I’ve been listening to a lot of podcasts over the last couple of years, to go with the long country walks of the covid era. One of my favourites (podcasts, not walks) looks at the books and authors Gary Gygax cited as influences on D&D. But, oh my, it can be wearing to hear genre fans blunder their way through an interpretation of what an author is saying. You'd think that reading fantasy and SF would open you up to ambiguity and nuance, but instead those readers are often the most insistently literal.

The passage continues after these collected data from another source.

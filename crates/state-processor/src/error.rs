use alloy_primitives::{BlockNumber, B256};

use crate::{ConsensusError, ConversionError, GasPoolError, PostProcessError, Receipt, TxLog};

/// An error reported by the execution engine, type-erased.
pub type BoxedEngineError = Box<dyn core::error::Error + Send + Sync>;

/// Errors applying a single transaction.
#[derive(Debug, thiserror::Error)]
pub enum ApplyTxError {
    /// The transaction could not be converted into a message.
    #[error(transparent)]
    Conversion(#[from] ConversionError),
    /// The transaction's gas limit exceeds what is left in the block.
    #[error(transparent)]
    GasExceeded(#[from] GasPoolError),
    /// The execution engine failed internally.
    #[error("execution engine error: {0}")]
    Execution(#[source] BoxedEngineError),
}

/// Errors that make a block invalid.
///
/// Every variant aborts the whole block: the caller must discard the state it passed in.
#[derive(Debug, thiserror::Error)]
pub enum BlockProcessError {
    /// The parent block is not known to the chain context.
    #[error("missing parent {parent_hash} of block {number}")]
    MissingParent {
        /// Number of the block being processed.
        number: BlockNumber,
        /// Hash of its parent.
        parent_hash: B256,
    },
    /// The consensus engine failed to classify a transaction.
    #[error("could not classify transaction {index} [{hash}]: {source}")]
    ClassifySystemTx {
        /// Index of the transaction in the block.
        index: usize,
        /// Hash of the transaction.
        hash: B256,
        /// The underlying error.
        #[source]
        source: ConsensusError,
    },
    /// A normal transaction follows a system transaction.
    #[error("normal tx {index} [{hash}] after system tx")]
    SystemTxOrdering {
        /// Index of the offending transaction.
        index: usize,
        /// Hash of the offending transaction.
        hash: B256,
    },
    /// A transaction could not be converted into a message.
    #[error("could not apply tx {index} [{hash}]: {source}")]
    TxConversion {
        /// Index of the transaction in the block.
        index: usize,
        /// Hash of the transaction.
        hash: B256,
        /// The underlying error.
        #[source]
        source: ConversionError,
    },
    /// A transaction needs more gas than the block has left.
    #[error("could not apply tx {index} [{hash}]: {source}")]
    GasExceeded {
        /// Index of the transaction in the block.
        index: usize,
        /// Hash of the transaction.
        hash: B256,
        /// The underlying error.
        #[source]
        source: GasPoolError,
    },
    /// The execution engine failed internally.
    #[error("could not apply tx {index} [{hash}]: {source}")]
    Execution {
        /// Index of the transaction in the block.
        index: usize,
        /// Hash of the transaction.
        hash: B256,
        /// The underlying error.
        #[source]
        source: BoxedEngineError,
    },
    /// The block carries withdrawals before Shanghai.
    #[error("withdrawals before shanghai")]
    WithdrawalsBeforeShanghai,
    /// A receipt post-processor failed.
    #[error(transparent)]
    PostProcessor(#[from] PostProcessError),
    /// The consensus finalizer rejected the block. Carries what was computed before it ran.
    #[error("finalization failed: {source}")]
    Finalization {
        /// The underlying error.
        #[source]
        source: ConsensusError,
        /// Receipts computed before finalization.
        receipts: Vec<Receipt>,
        /// Logs of `receipts`.
        logs: Vec<TxLog>,
        /// Gas used before finalization.
        gas_used: u64,
    },
}

impl BlockProcessError {
    /// Attaches the position of the failing transaction to an [`ApplyTxError`].
    pub fn from_apply(index: usize, hash: B256, err: ApplyTxError) -> Self {
        match err {
            ApplyTxError::Conversion(source) => Self::TxConversion { index, hash, source },
            ApplyTxError::GasExceeded(source) => Self::GasExceeded { index, hash, source },
            ApplyTxError::Execution(source) => Self::Execution { index, hash, source },
        }
    }
}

Take this episode about Lin Carter’s The Warrior of World’s End. Xarda the knightrix (sic) says: “Knighthood promises a colourful and exciting life of action, such as every red-blooded woman normally craves.” (26m 23s in.) But, the presenters solemnly go on to say, Lin Carter then undercuts this with a further passage: 

“Many folks would doubtless say that a lady knight is a strange thing, or an intelligent metal bird that flies, or an old geezer who covers his face with lavender smoke.” 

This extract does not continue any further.